The Budget’s announcement of a five-year tax holiday for Farmer Producer Organisations (FPOs) with a turnover of up to Rs 100 crore came as a relief to the thousands of farmers who are members of around 4,000 such companies in the country.  In December 2017, a sizeable number of farmers gathered at a national conference org­anised in Pune were found to be unaware that the FPOs were liable to pay taxes under the Companies Act, rev­eals B. Dasaratha Rami Reddy, secretary general of the Consortium of Ind­ian Farmers’ Associations (CIFA).

In the last six years, the government has stepped in to promote FPOs in order to help farmers benefit from collective strength and resources, as seen in dairy milk cooperatives, in a push towards sustainability. Only farmers connected with some primary produce can be members of such a company, which as per the law is liable to pay 30 per cent tax, plus 15 per cent on any dividends paid.
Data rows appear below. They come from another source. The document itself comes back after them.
use crate::cache::EntityCache;
use crate::lifecycle::{self, CancelOutcome, LifecycleError, Transition};
use crate::models::{Booking, PassengerDetail};
use crate::repository::{
    BookingStore, BookingWrite, CommitRequest, ScheduleExpectation,
};
use chrono::Utc;
use std::sync::Arc;
use transita_core::payment::SettlementStatus;
use transita_core::{CoreError, CoreResult};
use transita_inventory::{fare, InventoryAdjustment, Schedule};
use uuid::Uuid;

/// How many times a lost version race is retried before surfacing.
const COMMIT_ATTEMPTS: u32 = 8;

#[derive(Debug, Clone)]
pub struct NewBookingRequest {
    pub customer_id: Uuid,
    pub schedule_id: Uuid,
    pub passengers: Vec<PassengerDetail>,
}

/// The only component allowed to request status transitions or inventory
/// mutations. Every operation: read fresh state, run the pure decision,
/// commit the booking write and inventory delta as one atomic unit, retry
/// on version conflict, and evict the schedule cache when inventory moved.
pub struct LifecycleEngine {
    store: Arc<dyn BookingStore>,
    schedules: Arc<EntityCache<Schedule>>,
    service_fee: i64,
}

fn lifecycle_to_core(err: LifecycleError) -> CoreError {
    CoreError::Precondition(err.to_string())
}

impl LifecycleEngine {
    pub fn new(
        store: Arc<dyn BookingStore>,
        schedules: Arc<EntityCache<Schedule>>,
        service_fee: i64,
    ) -> Self {
        Self { store, schedules, service_fee }
    }

    /// Reserve seats: insert a Pending/Pending booking and hold its seats in
    /// the same atomic unit. Any already-taken seat aborts the whole unit.
    pub async fn create(&self, request: NewBookingRequest) -> CoreResult<Booking> {
        let mut attempt = 0u32;
        loop {
            let vs = self
                .store
                .schedule(request.schedule_id)
                .await?
                .ok_or_else(|| CoreError::NotFound(format!("schedule {}", request.schedule_id)))?;
            if vs.schedule.has_departed(Utc::now()) {
                return Err(CoreError::Precondition("schedule has already departed".into()));
            }

            let total = fare::total_fare(
                vs.schedule.seat_price,
                request.passengers.len(),
                self.service_fee,
            );
            let booking = Booking::new(
                request.customer_id,
                request.schedule_id,
                vs.schedule.company_id,
                request.passengers.clone(),
                total,
            )
            .map_err(|e| CoreError::Precondition(e.to_string()))?;

            let adjustment =
                InventoryAdjustment::hold(vs.schedule.id, booking.seat_numbers.iter().cloned());
            let commit = CommitRequest {
                write: BookingWrite::Insert(booking.clone()),
                expected_booking_version: None,
                inventory: Some(ScheduleExpectation {
                    adjustment,
                    expected_version: vs.version,
                }),
            };

            match self.store.commit(commit).await {
                Ok(()) => {
                    self.schedules.invalidate(request.schedule_id).await;
                    tracing::info!(booking_id = %booking.id, reference = %booking.reference, "booking created");
                    return Ok(booking);
                }
                Err(CoreError::Conflict(reason)) if attempt + 1 < COMMIT_ATTEMPTS => {
                    attempt += 1;
                    tracing::debug!(schedule_id = %request.schedule_id, attempt, %reason, "create lost a version race, retrying");
                }
                Err(e) => return Err(e),
            }
        }
    }

    pub async fn confirm(&self, booking_id: Uuid) -> CoreResult<Booking> {
        let (booking, ()) = self
            .apply(booking_id, |b, _s| lifecycle::confirm(b).map(|t| (t, ())))
            .await?;
        Ok(booking)
    }

    pub async fn reject(&self, booking_id: Uuid) -> CoreResult<Booking> {
        let (booking, ()) = self
            .apply(booking_id, |b, s| lifecycle::reject(b, s).map(|t| (t, ())))
            .await?;
        Ok(booking)
    }

    /// Customer cancel; see `lifecycle::cancel` for the paid/unpaid split.
    pub async fn cancel(&self, booking_id: Uuid) -> CoreResult<(Booking, CancelOutcome)> {
        self.apply(booking_id, |b, s| lifecycle::cancel(b, s, Utc::now())).await
    }

    pub async fn approve_cancellation(&self, booking_id: Uuid) -> CoreResult<Booking> {
        let (booking, ()) = self
            .apply(booking_id, |b, s| lifecycle::approve_cancellation(b, s).map(|t| (t, ())))
            .await?;
        Ok(booking)
    }

    pub async fn complete(&self, booking_id: Uuid) -> CoreResult<Booking> {
        let (booking, ()) = self
            .apply(booking_id, |b, s| lifecycle::complete(b, s, Utc::now()).map(|t| (t, ())))
            .await?;
        Ok(booking)
    }

    /// Fold a settlement outcome into the booking. Idempotent: a settled
    /// booking is returned unchanged, with no second write and no event.
    pub async fn settle_payment(
        &self,
        booking_id: Uuid,
        outcome: SettlementStatus,
    ) -> CoreResult<Booking> {
        let mut attempt = 0u32;
        loop {
            let vb = self
                .store
                .booking(booking_id)
                .await?
                .ok_or_else(|| CoreError::NotFound(format!("booking {booking_id}")))?;
            let transition = match lifecycle::settle_payment(&vb.booking, outcome)
                .map_err(lifecycle_to_core)?
            {
                None => return Ok(vb.booking),
                Some(t) => t,
            };
            let commit = CommitRequest {
                write: BookingWrite::Update(transition.booking.clone()),
                expected_booking_version: Some(vb.version),
                inventory: None,
            };
            match self.store.commit(commit).await {
                Ok(()) => return Ok(transition.booking),
                Err(CoreError::Conflict(reason)) if attempt + 1 < COMMIT_ATTEMPTS => {
                    attempt += 1;
                    tracing::debug!(%booking_id, attempt, %reason, "settlement lost a version race, retrying");
                }
                Err(e) => return Err(e),
            }
        }
    }

    /// Remove a cancelled booking record. Inventory untouched: the seats
    /// went back when the booking was cancelled.
    pub async fn delete_cancelled(&self, booking_id: Uuid) -> CoreResult<()> {
        let mut attempt = 0u32;
        loop {
            let vb = self
                .store
                .booking(booking_id)
                .await?
                .ok_or_else(|| CoreError::NotFound(format!("booking {booking_id}")))?;
            lifecycle::validate_delete(&vb.booking).map_err(lifecycle_to_core)?;
            let commit = CommitRequest {
                write: BookingWrite::Delete(booking_id),
                expected_booking_version: Some(vb.version),
                inventory: None,
            };
            match self.store.commit(commit).await {
                Ok(()) => return Ok(()),
                Err(CoreError::Conflict(reason)) if attempt + 1 < COMMIT_ATTEMPTS => {
                    attempt += 1;
                    tracing::debug!(%booking_id, attempt, %reason, "delete lost a version race, retrying");
                }
                Err(e) => return Err(e),
            }
        }
    }

    /// Shared read-decide-commit-retry loop for schedule-aware transitions.
    async fn apply<T, F>(&self, booking_id: Uuid, decide: F) -> CoreResult<(Booking, T)>
    where
        F: Fn(&Booking, &Schedule) -> Result<(Transition, T), LifecycleError>,
    {
        let mut attempt = 0u32;
        loop {
            let vb = self
                .store
                .booking(booking_id)
                .await?
                .ok_or_else(|| CoreError::NotFound(format!("booking {booking_id}")))?;
            vb.booking
                .validate_integrity()
                .map_err(|e| CoreError::Precondition(e.to_string()))?;
            let vs = self
                .store
                .schedule(vb.booking.schedule_id)
                .await?
                .ok_or_else(|| CoreError::NotFound(format!("schedule {}", vb.booking.schedule_id)))?;

            let (transition, out) =
                decide(&vb.booking, &vs.schedule).map_err(lifecycle_to_core)?;
            let touches_inventory = transition.inventory.is_some();
            let commit = CommitRequest {
                write: BookingWrite::Update(transition.booking.clone()),
                expected_booking_version: Some(vb.version),
                inventory: transition.inventory.map(|adjustment| ScheduleExpectation {
                    adjustment,
                    expected_version: vs.version,
                }),
            };

            match self.store.commit(commit).await {
                Ok(()) => {
                    if touches_inventory {
                        self.schedules.invalidate(vs.schedule.id).await;
                    }
                    return Ok((transition.booking, out));
                }
                Err(CoreError::Conflict(reason)) if attempt + 1 < COMMIT_ATTEMPTS => {
                    attempt += 1;
                    tracing::debug!(%booking_id, attempt, %reason, "transition lost a version race, retrying");
                }
                Err(e) => return Err(e),
            }
        }
    }
}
Almost all FPOs are expected to benefit from the government move, giving a push to turning farmers into entrepreneurs to boost their income, encourage value addition and reduce wastage of fruit and vegetables resulting from spoilage.

The CIFA is, however, unhappy with the current structure of FPOs; this is due not just to the tax element but also to the cumbersome procedures involved and the fact that most farmers are “not conversant with the management practices” of running a private limited company, states Reddy. But while the CIFA is seeking a cooperative structure, many see advantages in maintaining the current corporate structure complete with a CEO and a board of directors.

“As a model, there is recognition that FPOs have some advantages. The idea of building them into companies was to help give them some professional management with a CEO, a salaried employee, who is obviously a local person,” says Sumanta Chaudhuri, managing director of the Small Farmers’ Agribusiness Consortium (SFAC), under the agriculture ministry. One aspect of the SFAC’s mandate is to promote the FPO concept through awareness and training initiatives, besides providing equity grants (raised this year from Rs. 10 lakh to Rs. 15 lakh) and credit guarantees, and helping to access venture capital.

“We bring the CEOs and the board of directors together on the same platform for collective leadership, as the CEO will not be able to act alone if the board does not support the decision. Similarly, unl­ess there is willingness by members to implement a plan, the board can do nothing. There is always something more that the FPOs can do through continuing skill development programmes and linkages,” states Chaudhuri. There are around 800 FPOs registered with SFAC, many of which have started operations while others are still completing their registration, creating infrastructure, and seeking licences for procurement and sale of seeds, fertilisers and pesticides. Some are venturing into the purchase and renting out of farm equipment, operation of warehouses, processing mills, etc.